Certified Kubernetes Security Specialist (CKS) Preparation Part 7 — Supply Chain Security
If you have not yet checked the previous parts of this series, please go ahead and check Part1, Part2, Part3, Part4, Part5 and Part6.
In this article, I would focus on the preparation around supply chain security in CKS certification exam.
Docker Image Management
To be honest, I have never really gotten familiar with Docker image as I seldom get the chance to go to that stage of the pipeline. However, in this exam, we would need to have the general idea of how Docker image works and what would be the practice of making this process safe and efficient.
Basically, the two principles below are for reducing Docker image size. This article provides great explanation around this.
- Light-weight Image as base
- Multi-stage Build
In practice, we could test buy creating a container running with original Docker file and we are seeing the image consists around 690 MB.
If we apply the 2 principles above,
we would see Docker image size being hugely reduced. Mainly, this is because from the second stage (stage 1), it just acquires that components needed from the first stage (stage 0) and that removes a lot of unnecessary files.
With 4 principles below, we could make Docker image more secure.
- Use specific package versions
- Do not run as root
- Make file system read only
- Remove shell access
Make sure the Docker image still runs after updating the Dockerfile.
Image Security — Trivy
Since we would be running all kinds of Docker image within containers (Pods), one extremely important thing is to ensure container images are always without security concern. Trivy was developed for this sole purpose and it is extremely easy to use.
Trivy could be installed through OS and run as a service or simply run the service inside a Docker container. General guidance on Trivy commands to scan container images. In this article, we would run Trivy inside a Docker container.
docker run ghcr.io/aquasecurity/trivy:latest image nginx
Search container images with CRITICAL severity.
docker run ghcr.io/aquasecurity/trivy:latest image nginx | grep CRITICAL
Once we get the details on container image vulnerability, we could look it up in the national vulnerability database.
Maybe we could take a look at the container images kube-apiserver is using.

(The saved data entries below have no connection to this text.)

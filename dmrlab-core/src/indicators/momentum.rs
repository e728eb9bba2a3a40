//! Momentum — trailing percentage return.
//!
//! momentum[t] = close[t] / close[t - period - 1] - 1
//! Lookback: period + 1. The extra day matches the rotation rule's
//! definition of an N-day momentum window.

use super::Indicator;

#[derive(Debug, Clone)]
pub struct Momentum {
    period: usize,
    name: String,
}

impl Momentum {
    pub fn new(period: usize) -> Self {
        assert!(period >= 1, "Momentum period must be >= 1");
        Self {
            period,
            name: format!("momentum_{period}"),
        }
    }
}

impl Indicator for Momentum {
    fn name(&self) -> &str {
        &self.name
    }

    fn lookback(&self) -> usize {
        self.period + 1
    }

    fn compute(&self, values: &[f64]) -> Vec<f64> {
        let n = values.len();
        let mut result = vec![f64::NAN; n];
        let lookback = self.lookback();

        for i in lookback..n {
            let prev = values[i - lookback];
            let curr = values[i];
            if prev.is_nan() || curr.is_nan() || prev == 0.0 {
                continue;
            }
            result[i] = curr / prev - 1.0;
        }
        result
    }
}

#[cfg(test)]
mod tests {
    use super::*;
    use crate::indicators::{assert_approx, DEFAULT_EPSILON};

    #[test]
    fn momentum_reaches_back_period_plus_one() {
        let result = Momentum::new(2).compute(&[100.0, 110.0, 105.0, 120.0, 121.0]);
        assert!(result[..3].iter().all(|v| v.is_nan()));
        // 120 / 100 - 1
        assert_approx(result[3], 0.2, DEFAULT_EPSILON);
        // 121 / 110 - 1
        assert_approx(result[4], 0.1, DEFAULT_EPSILON);
    }

    #[test]
    fn momentum_flat_series_is_zero() {
        let result = Momentum::new(3).compute(&[50.0; 8]);
        for v in &result[4..] {
            assert_approx(*v, 0.0, DEFAULT_EPSILON);
        }
    }
}
//! Rolling dispersion and co-movement statistics.

use super::Indicator;

/// Rolling sample standard deviation (n - 1 denominator).
#[derive(Debug, Clone)]
pub struct RollingStd {
    period: usize,
    name: String,
}

impl RollingStd {
    pub fn new(period: usize) -> Self {
        assert!(period >= 2, "RollingStd period must be >= 2");
        Self {
            period,
            name: format!("std_{period}"),
        }
    }
}

impl Indicator for RollingStd {
    fn name(&self) -> &str {
        &self.name
    }

    fn lookback(&self) -> usize {
        self.period - 1
    }

    fn compute(&self, values: &[f64]) -> Vec<f64> {
        let n = values.len();
        let mut result = vec![f64::NAN; n];
        if n < self.period {
            return result;
        }

        for i in (self.period - 1)..n {
            let window = &values[(i + 1 - self.period)..=i];
            if window.iter().any(|v| v.is_nan()) {
                continue;
            }
            let mean = window.iter().sum::<f64>() / self.period as f64;
            let var = window.iter().map(|v| (v - mean).powi(2)).sum::<f64>()
                / (self.period - 1) as f64;
            result[i] = var.sqrt();
        }
        result
    }
}

/// Rolling Pearson correlation of two equally long series.
///
/// NaN where either window contains a NaN or has zero variance.
pub fn rolling_corr(x: &[f64], y: &[f64], period: usize) -> Vec<f64> {
    assert_eq!(x.len(), y.len(), "rolling_corr inputs must have equal length");
    assert!(period >= 2, "rolling_corr period must be >= 2");
    let n = x.len();
    let mut result = vec![f64::NAN; n];
    if n < period {
        return result;
    }

    for i in (period - 1)..n {
        let wx = &x[(i + 1 - period)..=i];
        let wy = &y[(i + 1 - period)..=i];
        if wx.iter().chain(wy).any(|v| v.is_nan()) {
            continue;
        }
        let mx = wx.iter().sum::<f64>() / period as f64;
        let my = wy.iter().sum::<f64>() / period as f64;
        let mut cov = 0.0;
        let mut vx = 0.0;
        let mut vy = 0.0;
        for (a, b) in wx.iter().zip(wy) {
            cov += (a - mx) * (b - my);
            vx += (a - mx).powi(2);
            vy += (b - my).powi(2);
        }
        let denom = (vx * vy).sqrt();
        if denom > 1e-15 {
            result[i] = cov / denom;
        }
    }
    result
}

/// Shift a series forward by `k` positions, NaN-filling the front.
pub fn lag(values: &[f64], k: usize) -> Vec<f64> {
    let n = values.len();
    let mut result = vec![f64::NAN; n];
    if k < n {
        result[k..].copy_from_slice(&values[..n - k]);
    }
    result
}

#[cfg(test)]
mod tests {
    use super::*;
    use crate::indicators::{assert_approx, DEFAULT_EPSILON};

    #[test]
    fn rolling_std_matches_sample_std() {
        let result = RollingStd::new(4).compute(&[2.0, 4.0, 4.0, 4.0, 5.0]);
        assert!(result[2].is_nan());
        // mean 3.5, squared deviations 2.25 + 0.25*3 = 3.0, / 3 = 1.0
        assert_approx(result[3], 1.0, DEFAULT_EPSILON);
        // window [4,4,4,5]: mean 4.25, ss = 0.1875 + 0.5625 = 0.75, / 3 = 0.25
        assert_approx(result[4], 0.5, DEFAULT_EPSILON);
    }

    #[test]
    fn rolling_corr_perfect_positive_and_negative() {
        let x = [1.0, 2.0, 3.0, 4.0, 5.0];
        let up = [2.0, 4.0, 6.0, 8.0, 10.0];
        let down = [5.0, 4.0, 3.0, 2.0, 1.0];
        assert_approx(rolling_corr(&x, &up, 3)[4], 1.0, 1e-12);
        assert_approx(rolling_corr(&x, &down, 3)[4], -1.0, 1e-12);
    }

    #[test]
    fn rolling_corr_zero_variance_is_nan() {
        let x = [1.0, 1.0, 1.0];
        let y = [1.0, 2.0, 3.0];
        assert!(rolling_corr(&x, &y, 3)[2].is_nan());
    }

    #[test]
    fn lag_shifts_forward() {
        let result = lag(&[1.0, 2.0, 3.0], 1);
        assert!(result[0].is_nan());
        assert_eq!(&result[1..], &[1.0, 2.0]);
        assert!(lag(&[1.0], 3)[0].is_nan());
    }
}
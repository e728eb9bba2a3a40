//! HysteresisGate — two-threshold risk-off state machine.
//!
//! NORMAL → RISK_OFF when p > trigger; RISK_OFF → NORMAL when p < release.
//! Anything in between leaves the state alone. Both comparisons are strict.

use serde::{Deserialize, Serialize};
use std::fmt;
use thiserror::Error;

#[derive(Debug, Error, PartialEq)]
pub enum GateError {
    #[error("thresholds must lie in [0, 1], got trigger={trigger} release={release}")]
    OutOfRange { trigger: f64, release: f64 },
    #[error("trigger ({trigger}) must be greater than release ({release})")]
    Inverted { trigger: f64, release: f64 },
}

#[derive(Debug, Clone, Copy, PartialEq, Serialize, Deserialize)]
pub struct GateThresholds {
    trigger: f64,
    release: f64,
}

impl GateThresholds {
    pub fn new(trigger: f64, release: f64) -> Result<Self, GateError> {
        let in_unit = |x: f64| (0.0..=1.0).contains(&x);
        if !in_unit(trigger) || !in_unit(release) {
            return Err(GateError::OutOfRange { trigger, release });
        }
        if trigger <= release {
            return Err(GateError::Inverted { trigger, release });
        }
        Ok(Self { trigger, release })
    }

    pub fn trigger(&self) -> f64 {
        self.trigger
    }

    pub fn release(&self) -> f64 {
        self.release
    }
}

impl Default for GateThresholds {
    fn default() -> Self {
        Self {
            trigger: 0.40,
            release: 0.33,
        }
    }
}

#[derive(Debug, Clone, Copy, PartialEq, Eq, Serialize, Deserialize)]
#[serde(rename_all = "snake_case")]
pub enum GateTransition {
    Tripped,
    Released,
    HeldRiskOff,
    HeldNormal,
}

/// Outcome of feeding one probability to the gate.
#[derive(Debug, Clone, Copy, PartialEq, Serialize, Deserialize)]
pub struct GateDecision {
    pub probability: f64,
    pub transition: GateTransition,
    pub thresholds: GateThresholds,
}

impl GateDecision {
    pub fn is_risk_off(&self) -> bool {
        matches!(
            self.transition,
            GateTransition::Tripped | GateTransition::HeldRiskOff
        )
    }
}

impl fmt::Display for GateDecision {
    fn fmt(&self, f: &mut fmt::Formatter<'_>) -> fmt::Result {
        let p = self.probability * 100.0;
        let trigger = self.thresholds.trigger * 100.0;
        let release = self.thresholds.release * 100.0;
        match self.transition {
            GateTransition::Tripped => write!(
                f,
                "risk probability {p:.1}% above trigger {trigger:.0}%, entering risk-off"
            ),
            GateTransition::Released => write!(
                f,
                "risk probability {p:.1}% below release {release:.0}%, leaving risk-off"
            ),
            GateTransition::HeldRiskOff => write!(f, "risk probability {p:.1}%, staying risk-off"),
            GateTransition::HeldNormal => write!(f, "risk probability {p:.1}%, trading normally"),
        }
    }
}

#[derive(Debug, Clone, Copy, PartialEq)]
pub struct HysteresisGate {
    thresholds: GateThresholds,
    risk_off: bool,
}

impl HysteresisGate {
    pub fn new(thresholds: GateThresholds) -> Self {
        Self {
            thresholds,
            risk_off: false,
        }
    }

    pub fn is_risk_off(&self) -> bool {
        self.risk_off
    }

    pub fn thresholds(&self) -> GateThresholds {
        self.thresholds
    }

    pub fn update(&mut self, probability: f64) -> GateDecision {
        let transition = if !self.risk_off && probability > self.thresholds.trigger {
            self.risk_off = true;
            GateTransition::Tripped
        } else if self.risk_off && probability < self.thresholds.release {
            self.risk_off = false;
            GateTransition::Released
        } else if self.risk_off {
            GateTransition::HeldRiskOff
        } else {
            GateTransition::HeldNormal
        };
        GateDecision {
            probability,
            transition,
            thresholds: self.thresholds,
        }
    }
}

#[cfg(test)]
mod tests {
    use super::*;
    use proptest::prelude::*;

    fn gate() -> HysteresisGate {
        HysteresisGate::new(GateThresholds::default())
    }

    #[test]
    fn trips_above_trigger_and_releases_below_release() {
        let mut g = gate();
        assert_eq!(g.update(0.41).transition, GateTransition::Tripped);
        assert!(g.is_risk_off());
        assert_eq!(g.update(0.35).transition, GateTransition::HeldRiskOff);
        assert_eq!(g.update(0.32).transition, GateTransition::Released);
        assert!(!g.is_risk_off());
    }

    #[test]
    fn exactly_at_trigger_does_not_trip() {
        let mut g = gate();
        for _ in 0..10 {
            let d = g.update(0.40);
            assert_eq!(d.transition, GateTransition::HeldNormal);
        }
        assert!(!g.is_risk_off());
    }

    #[test]
    fn exactly_at_release_does_not_release() {
        let mut g = gate();
        g.update(0.9);
        assert_eq!(g.update(0.33).transition, GateTransition::HeldRiskOff);
    }

    #[test]
    fn thresholds_validated() {
        assert!(matches!(
            GateThresholds::new(0.3, 0.4),
            Err(GateError::Inverted { .. })
        ));
        assert!(matches!(
            GateThresholds::new(0.4, 0.4),
            Err(GateError::Inverted { .. })
        ));
        assert!(matches!(
            GateThresholds::new(1.2, 0.4),
            Err(GateError::OutOfRange { .. })
        ));
    }

    #[test]
    fn decision_display_names_the_state() {
        let mut g = gate();
        let d = g.update(0.45);
        assert_eq!(
            d.to_string(),
            "risk probability 45.0% above trigger 40%, entering risk-off"
        );
        assert!(d.is_risk_off());
    }

    proptest! {
        #[test]
        fn dead_zone_never_flips_risk_off(ps in prop::collection::vec(0.3301f64..=0.40, 1..50)) {
            let mut g = gate();
            g.update(0.99);
            for p in ps {
                g.update(p);
                prop_assert!(g.is_risk_off());
            }
        }

        #[test]
        fn below_release_always_clears(p in 0.0f64..0.33, pre in prop::collection::vec(0.0f64..=1.0, 0..20)) {
            let mut g = gate();
            for x in pre {
                g.update(x);
            }
            g.update(p);
            prop_assert!(!g.is_risk_off());
        }
    }
}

- kubectl get pods -n kube-system | grep api
- kubectl get pods kube-apiserver-cks-master -n kube-system -o yaml | grep image
docker run ghcr.io/aquasecurity/trivy:latest image k8s.gcr.io/kube-apiserver:v1.20.2
At the end of the day, please ensure all services and applications are running on container images with no major security concerns.
Image Policy Webhook
Image Policy Webhook is the connecting piece of letting backend admission controller to go through external server for checking image security and integrity before making any CRUD operation on K8s clusters.
An admission controller is a piece of code that intercepts requests to the Kubernetes API server prior to persistence of the object, but after the request is authenticated and authorized. The controllers consist of the list below, are compiled into the
kube-apiserver
binary, and may only be configured by the cluster administrator. In that list, there are two special controllers: MutatingAdmissionWebhook and ValidatingAdmissionWebhook. These execute the mutating and validating (respectively) admission control webhooks which are configured in the API.
— Quoted from here
First, we add “ImagePolicyWebhook” at the end of admission plugins.
sudo nano /etc/kubernetes/manifests/kube-apiserver.yaml
Configure host path to ensure Image Policy Webhook could actually get to the directory holding admission configuration files.
After setting kube-apiserver to point to the right path for setting up admission configuration, please head over to that specific folder and file. The information within the file should show how Image Policy would be operating on this cluster.
We notice there is K8s configuration setup, which is for admission controller to have corresponding credentials to communicate with external image-checking server and kube-apiserver.
After setup everything correctly, if we try to deploy an image without security-compliant container image, we should be error messages similar to below
Error from server (Forbidden): pods "test" is forbidden: Post "https://xxxx:xxxx/xxxx?timeout=30s": dial tcp:....
For more details on how to setup and what to setup in Image Policy Webhook, please check this section of the official documentation.
That briefly covers the how to avoid having vulnerable container image in K8s cluster. One thing I did not include in this article is using Open Policy Agent (OPA) for only using whitelisted container images for deploying applications/services, because I think if you have followed this series, you already have a general idea on how to setup that in OPA! Happy learning!